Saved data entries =
--- START ---
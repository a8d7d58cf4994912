//! Reviews and their bounded rating value.

use chrono::{DateTime, Utc};
use serde::{Deserialize, Serialize};
use thiserror::Error as ThisError;

use super::ids::{RecipeId, ReviewId, UserId};

/// A review rating, constrained to the inclusive range 1..=5.
#[derive(Debug, Clone, Copy, PartialEq, Eq, PartialOrd, Ord, Serialize, Deserialize)]
#[serde(transparent)]
pub struct Rating(u8);

/// Raised when a rating falls outside the accepted range.
#[derive(Debug, Clone, Copy, PartialEq, Eq, ThisError)]
#[error("rating must be between {} and {}", Rating::MIN, Rating::MAX)]
pub struct RatingOutOfRange(pub u8);

impl Rating {
    /// Smallest accepted rating.
    pub const MIN: u8 = 1;
    /// Largest accepted rating.
    pub const MAX: u8 = 5;

    /// Validate a raw rating value.
    pub fn new(value: u8) -> Result<Self, RatingOutOfRange> {
        if (Self::MIN..=Self::MAX).contains(&value) {
            Ok(Self(value))
        } else {
            Err(RatingOutOfRange(value))
        }
    }

    /// The underlying numeric value.
    pub fn value(self) -> u8 {
        self.0
    }
}

/// A user's review of a recipe. At most one review exists per
/// (user, recipe) pair; repositories enforce the invariant through an
/// existence check before insert.
#[derive(Debug, Clone, PartialEq)]
pub struct Review {
    pub id: ReviewId,
    pub recipe: RecipeId,
    pub user: UserId,
    pub rating: Rating,
    pub comment: String,
    pub created_at: DateTime<Utc>,
    pub updated_at: DateTime<Utc>,
}

impl Review {
    /// Create a new review with fresh id and timestamps.
    pub fn new(recipe: RecipeId, user: UserId, rating: Rating, comment: String) -> Self {
        let now = Utc::now();
        Self {
            id: ReviewId::generate(),
            recipe,
            user,
            rating,
            comment,
            created_at: now,
            updated_at: now,
        }
    }
}

#[cfg(test)]
mod tests {
    use super::*;
    use rstest::rstest;

    #[rstest]
    #[case(1, true)]
    #[case(3, true)]
    #[case(5, true)]
    #[case(0, false)]
    #[case(6, false)]
    fn rating_enforces_bounds(#[case] raw: u8, #[case] accepted: bool) {
        assert_eq!(Rating::new(raw).is_ok(), accepted);
    }

    #[test]
    fn rating_serialises_as_bare_number() {
        let rating = Rating::new(4).expect("in range");
        assert_eq!(serde_json::to_string(&rating).expect("serialise"), "4");
    }
}
//! Aggregate rating recomputation.
//!
//! The recipe's displayed rating is the mean over its full review set,
//! re-read after every review mutation. The recompute intentionally does not
//! maintain an incremental running sum; see DESIGN.md for the rationale.

use super::review::Rating;

/// Snapshot of a recipe's aggregate rating state.
#[derive(Debug, Clone, Copy, PartialEq)]
pub struct RatingSummary {
    /// Mean of all review ratings, `0.0` when the recipe has no reviews.
    pub rating: f64,
    /// Number of reviews contributing to the mean.
    pub review_count: u64,
}

impl RatingSummary {
    /// Compute the mean rating and count over a review set.
    ///
    /// # Examples
    /// ```
    /// use tastebook::domain::{Rating, RatingSummary};
    ///
    /// let ratings = [Rating::new(4).unwrap(), Rating::new(2).unwrap()];
    /// let summary = RatingSummary::from_ratings(ratings);
    /// assert_eq!(summary.rating, 3.0);
    /// assert_eq!(summary.review_count, 2);
    /// ```
    pub fn from_ratings<I>(ratings: I) -> Self
    where
        I: IntoIterator<Item = Rating>,
    {
        let mut sum: u64 = 0;
        let mut count: u64 = 0;
        for rating in ratings {
            sum += u64::from(rating.value());
            count += 1;
        }
        if count == 0 {
            return Self {
                rating: 0.0,
                review_count: 0,
            };
        }
        Self {
            rating: sum as f64 / count as f64,
            review_count: count,
        }
    }

    /// Summary for a recipe with no reviews.
    pub fn empty() -> Self {
        Self {
            rating: 0.0,
            review_count: 0,
        }
    }
}

#[cfg(test)]
mod tests {
    use super::*;
    use rstest::rstest;

    fn ratings(values: &[u8]) -> Vec<Rating> {
        values
            .iter()
            .map(|value| Rating::new(*value).expect("test ratings are in range"))
            .collect()
    }

    #[rstest]
    #[case(&[], 0.0, 0)]
    #[case(&[4], 4.0, 1)]
    #[case(&[4, 2], 3.0, 2)]
    #[case(&[5, 5, 5], 5.0, 3)]
    #[case(&[1, 2, 3, 4], 2.5, 4)]
    fn computes_mean_and_count(#[case] values: &[u8], #[case] mean: f64, #[case] count: u64) {
        let summary = RatingSummary::from_ratings(ratings(values));
        assert_eq!(summary.rating, mean);
        assert_eq!(summary.review_count, count);
    }

    #[test]
    fn empty_matches_from_no_ratings() {
        assert_eq!(RatingSummary::empty(), RatingSummary::from_ratings([]));
    }
}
--- END ---
From the records above, return each line where "DateTime" occurs.

OUTPUT FOR THIS TASK =
use chrono::{DateTime, Utc};
    pub created_at: DateTime<Utc>,
    pub updated_at: DateTime<Utc>,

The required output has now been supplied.